Polarimetric study of the massive interacting binary W Serpentis: discovery of high-latitude scattering spot/jet.
PIIROLA V., BERDYUGIN A., MIKKOLA S. and COYNE G.V.
Abstract (from CDS):
We present multicolor (UBVRI) polarimetry and additional B-band CCD polarimetry of the peculiar, strongly interacting binary W Ser, with good coverage over the 14.16 day orbital period in the three observing seasons 2001-2003. An interesting finding is that the first harmonic dominates in polarization variations over the binary cycle in each season, indicating that the main contribution to the polarized flux is coming from a localized region away from the orbital plane.
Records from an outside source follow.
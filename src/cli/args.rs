//! Command line argument parsing for Xiphos CLI using clap.

use clap::{Parser, Subcommand, ValueEnum};
use serde::{Deserialize, Serialize};
use std::path::PathBuf;

use crate::error::Result;
use crate::model::RetrievalModel;

/// Xiphos - structured query evaluation over an inverted index
#[derive(Parser, Debug, Clone)]
#[command(name = "xiphos")]
#[command(about = "Evaluate structured queries with Boolean, BM25 and Indri retrieval models")]
#[command(version = env!("CARGO_PKG_VERSION"))]
#[command(author = "Xiphos Contributors")]
#[command(long_about = None)]
pub struct XiphosArgs {
    /// Verbosity level (0=quiet, 1=normal, 2=verbose, 3=debug)
    #[arg(short, long, action = clap::ArgAction::Count)]
    pub verbose: u8,

    /// Quiet mode (overrides verbose)
    #[arg(short, long)]
    pub quiet: bool,

    /// Output format
    #[arg(short = 'f', long = "format", default_value = "human")]
    pub output_format: OutputFormat,

    /// Pretty-print JSON output
    #[arg(long)]
    pub pretty: bool,

    /// Subcommand to execute
    #[command(subcommand)]
    pub command: Command,
}

impl XiphosArgs {
    /// Get the effective verbosity level
    pub fn verbosity(&self) -> u8 {
        if self.quiet {
            0
        } else {
            match self.verbose {
                0 => 1, // Default to normal
                n => n,
            }
        }
    }
}

/// Available CLI commands
#[derive(Subcommand, Debug, Clone)]
pub enum Command {
    /// Evaluate every query of a parameter file and write a TREC run file
    Run(RunArgs),

    /// Evaluate a single query and print the ranking
    Query(QueryArgs),
}

/// Arguments for a batch run
#[derive(Parser, Debug, Clone)]
pub struct RunArgs {
    /// Parameter file (`key=value` lines, or JSON when it ends in `.json`)
    #[arg(value_name = "PARAM_FILE")]
    pub param_file: PathBuf,

    /// Override the number of worker threads
    #[arg(short, long)]
    pub threads: Option<usize>,
}

/// Arguments for a single query
#[derive(Parser, Debug, Clone)]
pub struct QueryArgs {
    /// Index snapshot to search
    #[arg(value_name = "INDEX")]
    pub index_path: PathBuf,

    /// Query string
    #[arg(value_name = "QUERY")]
    pub query: String,

    /// Retrieval model
    #[arg(short, long, default_value = "unranked-boolean")]
    pub model: ModelArg,

    /// BM25 term frequency saturation
    #[arg(long, default_value = "1.2")]
    pub k1: f64,

    /// BM25 document length normalization
    #[arg(long, default_value = "0.75")]
    pub b: f64,

    /// BM25 query term frequency saturation
    #[arg(long, default_value = "0.0")]
    pub k3: f64,

    /// Indri Dirichlet prior
    #[arg(long, default_value = "2500.0")]
    pub mu: f64,

    /// Indri collection model weight
    #[arg(long, default_value = "0.4")]
    pub lambda: f64,

    /// Maximum number of results to print
    #[arg(short, long, default_value = "10")]
    pub limit: usize,
}

impl QueryArgs {
    /// Build the retrieval model selected by these arguments.
    pub fn retrieval_model(&self) -> Result<RetrievalModel> {
        match self.model {
            ModelArg::UnrankedBoolean => Ok(RetrievalModel::UnrankedBoolean),
            ModelArg::RankedBoolean => Ok(RetrievalModel::RankedBoolean),
            ModelArg::Bm25 => RetrievalModel::bm25(self.k1, self.b, self.k3),
            ModelArg::Indri => RetrievalModel::indri(self.mu, self.lambda),
        }
    }
}

/// Retrieval models selectable on the command line
#[derive(ValueEnum, Debug, Clone, Copy, PartialEq, Eq, Serialize, Deserialize)]
pub enum ModelArg {
    /// Every match scores 1.0
    UnrankedBoolean,
    /// Scores derived from term frequencies
    RankedBoolean,
    /// Okapi BM25
    Bm25,
    /// Indri language model
    Indri,
}

/// Output formats
#[derive(ValueEnum, Debug, Clone, Copy, PartialEq, Eq, Serialize, Deserialize)]
pub enum OutputFormat {
    /// Human-readable output
    Human,
    /// JSON output
    Json,
    /// TREC run lines
    Trec,
}

#[cfg(test)]
mod tests {
    use super::*;

    #[test]
    fn test_run_command() {
        let args = XiphosArgs::try_parse_from(["xiphos", "run", "params.txt"]).unwrap();

        if let Command::Run(run_args) = args.command {
            assert_eq!(run_args.param_file, PathBuf::from("params.txt"));
            assert_eq!(run_args.threads, None);
        } else {
            panic!("Expected Run command");
        }

        let args =
            XiphosArgs::try_parse_from(["xiphos", "run", "params.txt", "--threads", "4"]).unwrap();
        if let Command::Run(run_args) = args.command {
            assert_eq!(run_args.threads, Some(4));
        } else {
            panic!("Expected Run command");
        }
    }

    #[test]
    fn test_query_command() {
        let args = XiphosArgs::try_parse_from([
            "xiphos",
            "query",
            "index.json",
            "#AND(apple pie)",
            "--model",
            "bm25",
            "--k1",
            "2.0",
            "--limit",
            "5",
        ])
        .unwrap();

        if let Command::Query(query_args) = args.command {
            assert_eq!(query_args.index_path, PathBuf::from("index.json"));
            assert_eq!(query_args.query, "#AND(apple pie)");
            assert_eq!(query_args.model, ModelArg::Bm25);
            assert_eq!(query_args.limit, 5);
            assert_eq!(
                query_args.retrieval_model().unwrap(),
                RetrievalModel::Bm25 {
                    k1: 2.0,
                    b: 0.75,
                    k3: 0.0
                }
            );
        } else {
            panic!("Expected Query command");
        }
    }

    #[test]
    fn test_query_defaults() {
        let args = XiphosArgs::try_parse_from(["xiphos", "query", "index.json", "apple"]).unwrap();

        if let Command::Query(query_args) = args.command {
            assert_eq!(query_args.model, ModelArg::UnrankedBoolean);
            assert_eq!(query_args.limit, 10);
            assert_eq!(
                query_args.retrieval_model().unwrap(),
                RetrievalModel::UnrankedBoolean
            );
        } else {
            panic!("Expected Query command");
        }
    }

    #[test]
    fn test_invalid_model_parameters() {
        let args = XiphosArgs::try_parse_from([
            "xiphos", "query", "index.json", "apple", "-m", "indri", "--lambda", "1.5",
        ])
        .unwrap();

        if let Command::Query(query_args) = args.command {
            assert!(query_args.retrieval_model().is_err());
        } else {
            panic!("Expected Query command");
        }

        assert!(
            XiphosArgs::try_parse_from(["xiphos", "query", "index.json", "a", "-m", "tfidf"])
                .is_err()
        );
    }

    #[test]
    fn test_verbosity_levels() {
        let args = XiphosArgs::try_parse_from(["xiphos", "run", "p"]).unwrap();
        assert_eq!(args.verbosity(), 1);

        let args = XiphosArgs::try_parse_from(["xiphos", "-vv", "run", "p"]).unwrap();
        assert_eq!(args.verbosity(), 2);

        let args = XiphosArgs::try_parse_from(["xiphos", "-q", "-vvv", "run", "p"]).unwrap();
        assert_eq!(args.verbosity(), 0);
    }

    #[test]
    fn test_output_format() {
        let args =
            XiphosArgs::try_parse_from(["xiphos", "--format", "json", "--pretty", "run", "p"])
                .unwrap();
        assert_eq!(args.output_format, OutputFormat::Json);
        assert!(args.pretty);
    }
}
We apply our new model codes for electron scattering in circumstellar matter to interpret the data and find that a ``spot or jet'' like region at latitude φ∼65° has clearly the best signal-to-noise ratio (>30) among the detected scattering components. Significant shell and stream components are also found, but no disk is seen in the polarized light. The upper limits for the total number of free electrons in an optically thin scattering disk are an order of magnitude lower than in the spherical shell around the primary star. A possible reason is that the accretion disk is optically thick and has a clearly defined and visible pseudophotosphere. Multiple scattering and absorption effects in an optically thick regime reduce the polarization of the observed light to small levels. Scattering from optically thin parts of the circumstellar matter, the shell, the stream, and the high-latitude spot/jet, possibly associated with optically thin polar regions of the accretion disk, dominates in the observed polarization of W Ser.